-- Record extracts follows --
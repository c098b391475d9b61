//! Pointer-aware elements registered on a figure.

use std::f64::consts::PI;

use crate::color::Rgba;
use crate::geometry::Point;
use crate::surface::DrawingSurface;

/// Opacity applied to a wedge while the pointer is outside it.
pub const IDLE_OPACITY: f64 = 0.8;

/// Something a figure notifies after every redraw.
///
/// Elements are notified in registration order and also feed the legend.
pub trait InteractiveElement {
    /// Pointer position in surface pixels, or `None` when the pointer is
    /// outside the figure.
    fn on_pointer(&mut self, pointer: Option<Point>);

    /// Text shown in the legend.
    fn display_text(&self) -> &str;

    /// Legend swatch color.
    fn color(&self) -> Rgba;

    /// Hit test in surface pixels.
    fn contains(&self, point: Point) -> bool;

    /// Draw the element, highlighted when `hovered`.
    fn draw(&self, surface: &mut dyn DrawingSurface, hovered: bool);
}

/// Angle of `point` around `center`, in degrees within `[0, 360)`.
///
/// Pixel y grows downward, so angles increase clockwise on screen, the same
/// direction canvas arcs sweep.
#[must_use]
pub fn pixel_angle(center: Point, point: Point) -> f64 {
    let degrees = (point.y - center.y).atan2(point.x - center.x).to_degrees();
    let wrapped = degrees.rem_euclid(360.0);
    // rem_euclid can round up to exactly 360 for tiny negative inputs.
    if wrapped >= 360.0 {
        0.0
    } else {
        wrapped
    }
}

/// One wedge of a pie chart.
#[derive(Debug, Clone, PartialEq)]
pub struct PieFragment {
    center: Point,
    radius: f64,
    start_deg: f64,
    end_deg: f64,
    label: String,
    value: f64,
    color: Rgba,
    display_text: String,
}

impl PieFragment {
    /// Wedge sweeping clockwise from `start_deg` to `end_deg`.
    #[must_use]
    pub fn new(
        center: Point,
        radius: f64,
        start_deg: f64,
        end_deg: f64,
        label: impl Into<String>,
        value: f64,
        color: Rgba,
    ) -> Self {
        let label = label.into();
        Self {
            center,
            radius,
            start_deg,
            end_deg,
            display_text: label.clone(),
            label,
            value,
            color,
        }
    }

    /// Centre in surface pixels.
    #[must_use]
    pub fn center(&self) -> Point {
        self.center
    }

    /// Radius in pixels.
    #[must_use]
    pub fn radius(&self) -> f64 {
        self.radius
    }

    /// `(start, end)` in degrees.
    #[must_use]
    pub fn angles(&self) -> (f64, f64) {
        (self.start_deg, self.end_deg)
    }

    /// Category label.
    #[must_use]
    pub fn label(&self) -> &str {
        &self.label
    }

    /// Data value.
    #[must_use]
    pub fn value(&self) -> f64 {
        self.value
    }

    /// Whether `(px, py)` lies inside the wedge: within the radius and at an
    /// angle in `[start, end)`.
    #[must_use]
    pub fn is_inside(&self, px: f64, py: f64) -> bool {
        let point = Point::new(px, py);
        if self.center.distance(point) > self.radius {
            return false;
        }
        let angle = pixel_angle(self.center, point);
        angle >= self.start_deg && angle < self.end_deg
    }
}

impl InteractiveElement for PieFragment {
    fn on_pointer(&mut self, pointer: Option<Point>) {
        self.display_text = match pointer {
            Some(p) if self.is_inside(p.x, p.y) => format!("{}: {}", self.label, self.value),
            _ => self.label.clone(),
        };
    }

    fn display_text(&self) -> &str {
        &self.display_text
    }

    fn color(&self) -> Rgba {
        self.color
    }

    fn contains(&self, point: Point) -> bool {
        self.is_inside(point.x, point.y)
    }

    fn draw(&self, surface: &mut dyn DrawingSurface, hovered: bool) {
        let color = if hovered { self.color } else { self.color.with_opacity(IDLE_OPACITY) };
        surface.begin_path();
        surface.move_to(self.center);
        surface.arc(
            self.center,
            self.radius,
            self.start_deg * PI / 180.0,
            self.end_deg * PI / 180.0,
        );
        surface.close_path();
        surface.fill(color);
    }
}
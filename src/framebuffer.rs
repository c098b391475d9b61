//! RGBA pixel buffer backing the raster surface.
//!
//! Rows are padded to a 64-byte stride so each row starts on a cache line;
//! PNG encoding packs them back together.

use std::fs::File;
use std::io::BufWriter;
use std::path::Path;

use crate::color::Rgba;
use crate::error::{Error, Result};

/// Row alignment in bytes.
const ROW_ALIGNMENT: usize = 64;

/// Row-major RGBA pixel buffer.
#[derive(Debug, Clone)]
pub struct Framebuffer {
    width: u32,
    height: u32,
    /// Each pixel is 4 bytes: `[R, G, B, A]`.
    pixels: Vec<u8>,
    /// Row width in bytes, including padding.
    stride: usize,
}

impl Framebuffer {
    /// Create a transparent framebuffer.
    ///
    /// # Errors
    ///
    /// Returns [`Error::InvalidDimensions`] if width or height is zero.
    ///
    /// # Example
    ///
    /// ```
    /// use canvasplot::framebuffer::Framebuffer;
    ///
    /// let fb = Framebuffer::new(800, 600).unwrap();
    /// assert_eq!(fb.width(), 800);
    /// assert_eq!(fb.height(), 600);
    /// ```
    pub fn new(width: u32, height: u32) -> Result<Self> {
        if width == 0 || height == 0 {
            return Err(Error::InvalidDimensions { width, height });
        }

        let row_bytes = (width as usize) * 4;
        let stride = (row_bytes + ROW_ALIGNMENT - 1) & !(ROW_ALIGNMENT - 1);
        let pixels = vec![0; stride * (height as usize)];

        Ok(Self { width, height, pixels, stride })
    }

    /// Width in pixels.
    #[must_use]
    pub const fn width(&self) -> u32 {
        self.width
    }

    /// Height in pixels.
    #[must_use]
    pub const fn height(&self) -> u32 {
        self.height
    }

    /// Row width in bytes, including padding.
    #[must_use]
    pub const fn stride(&self) -> usize {
        self.stride
    }

    /// Fill the whole buffer with one color.
    pub fn clear(&mut self, color: Rgba) {
        self.fill_rect(0, 0, self.width, self.height, color);
    }

    /// Overwrite a rectangle with a solid color. Clamped to the buffer.
    pub fn fill_rect(&mut self, x: u32, y: u32, w: u32, h: u32, color: Rgba) {
        let x1 = x.min(self.width);
        let y1 = y.min(self.height);
        let x2 = x.saturating_add(w).min(self.width);
        let y2 = y.saturating_add(h).min(self.height);
        if x1 >= x2 || y1 >= y2 {
            return;
        }

        let rgba = color.to_array();
        let span = (x2 - x1) as usize * 4;
        for row_y in y1..y2 {
            let start = self.pixel_index(x1, row_y);
            for chunk in self.pixels[start..start + span].chunks_exact_mut(4) {
                chunk.copy_from_slice(&rgba);
            }
        }
    }

    /// Alpha-blend a horizontal run of pixels. Clamped to the buffer.
    pub fn blend_span(&mut self, x0: i64, x1: i64, y: i64, color: Rgba) {
        if y < 0 || y >= i64::from(self.height) {
            return;
        }
        let start = x0.max(0);
        let end = x1.min(i64::from(self.width));
        for x in start..end {
            self.blend_pixel(x as u32, y as u32, color);
        }
    }

    /// Color at a pixel, `None` outside the buffer.
    #[must_use]
    pub fn get_pixel(&self, x: u32, y: u32) -> Option<Rgba> {
        if x >= self.width || y >= self.height {
            return None;
        }
        let idx = self.pixel_index(x, y);
        Some(Rgba::from_array([
            self.pixels[idx],
            self.pixels[idx + 1],
            self.pixels[idx + 2],
            self.pixels[idx + 3],
        ]))
    }

    /// Overwrite one pixel. Ignored outside the buffer.
    pub fn set_pixel(&mut self, x: u32, y: u32, color: Rgba) {
        if x >= self.width || y >= self.height {
            return;
        }
        let idx = self.pixel_index(x, y);
        self.pixels[idx..idx + 4].copy_from_slice(&color.to_array());
    }

    /// Composite `color` over one pixel ("over" operator). Ignored outside
    /// the buffer.
    pub fn blend_pixel(&mut self, x: u32, y: u32, color: Rgba) {
        if x >= self.width || y >= self.height || color.a == 0 {
            return;
        }
        if color.a == 255 {
            self.set_pixel(x, y, color);
            return;
        }

        let idx = self.pixel_index(x, y);
        let src_a = f32::from(color.a) / 255.0;
        let dst_a = f32::from(self.pixels[idx + 3]) / 255.0;
        let out_a = src_a + dst_a * (1.0 - src_a);
        if out_a <= 0.0 {
            return;
        }

        let blend = |src: u8, dst: u8| -> u8 {
            let out = (f32::from(src) * src_a + f32::from(dst) * dst_a * (1.0 - src_a)) / out_a;
            out.round().clamp(0.0, 255.0) as u8
        };
        self.pixels[idx] = blend(color.r, self.pixels[idx]);
        self.pixels[idx + 1] = blend(color.g, self.pixels[idx + 1]);
        self.pixels[idx + 2] = blend(color.b, self.pixels[idx + 2]);
        self.pixels[idx + 3] = (out_a * 255.0).round() as u8;
    }

    #[inline]
    fn pixel_index(&self, x: u32, y: u32) -> usize {
        (y as usize) * self.stride + (x as usize) * 4
    }

    /// Pixel data without row padding.
    #[must_use]
    pub fn to_compact_pixels(&self) -> Vec<u8> {
        let row_bytes = (self.width as usize) * 4;
        let mut compact = Vec::with_capacity(row_bytes * (self.height as usize));
        for row in self.pixels.chunks_exact(self.stride) {
            compact.extend_from_slice(&row[..row_bytes]);
        }
        compact
    }

    /// Encode as PNG bytes.
    ///
    /// # Errors
    ///
    /// Returns an error if PNG encoding fails.
    pub fn to_png_bytes(&self) -> Result<Vec<u8>> {
        let mut buffer = Vec::new();
        self.encode_png(&mut buffer)?;
        Ok(buffer)
    }

    /// Write a PNG file.
    ///
    /// # Errors
    ///
    /// Returns an error if file creation or PNG encoding fails.
    pub fn write_png<P: AsRef<Path>>(&self, path: P) -> Result<()> {
        let file = File::create(path)?;
        self.encode_png(BufWriter::new(file))
    }

    fn encode_png<W: std::io::Write>(&self, writer: W) -> Result<()> {
        let mut encoder = png::Encoder::new(writer, self.width, self.height);
        encoder.set_color(png::ColorType::Rgba);
        encoder.set_depth(png::BitDepth::Eight);
        let mut writer = encoder.write_header()?;
        writer.write_image_data(&self.to_compact_pixels())?;
        Ok(())
    }
}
-- Record extracts concluded --
» What you are asked to do
Write down again, exactly as given, only the lines above that fall from the line with "return None;" to the line with "pub fn set_pixel(&mut", inclusive.

» Written answer
            return None;
        }
        let idx = self.pixel_index(x, y);
        Some(Rgba::from_array([
            self.pixels[idx],
            self.pixels[idx + 1],
            self.pixels[idx + 2],
            self.pixels[idx + 3],
        ]))
    }

    /// Overwrite one pixel. Ignored outside the buffer.
    pub fn set_pixel(&mut self, x: u32, y: u32, color: Rgba) {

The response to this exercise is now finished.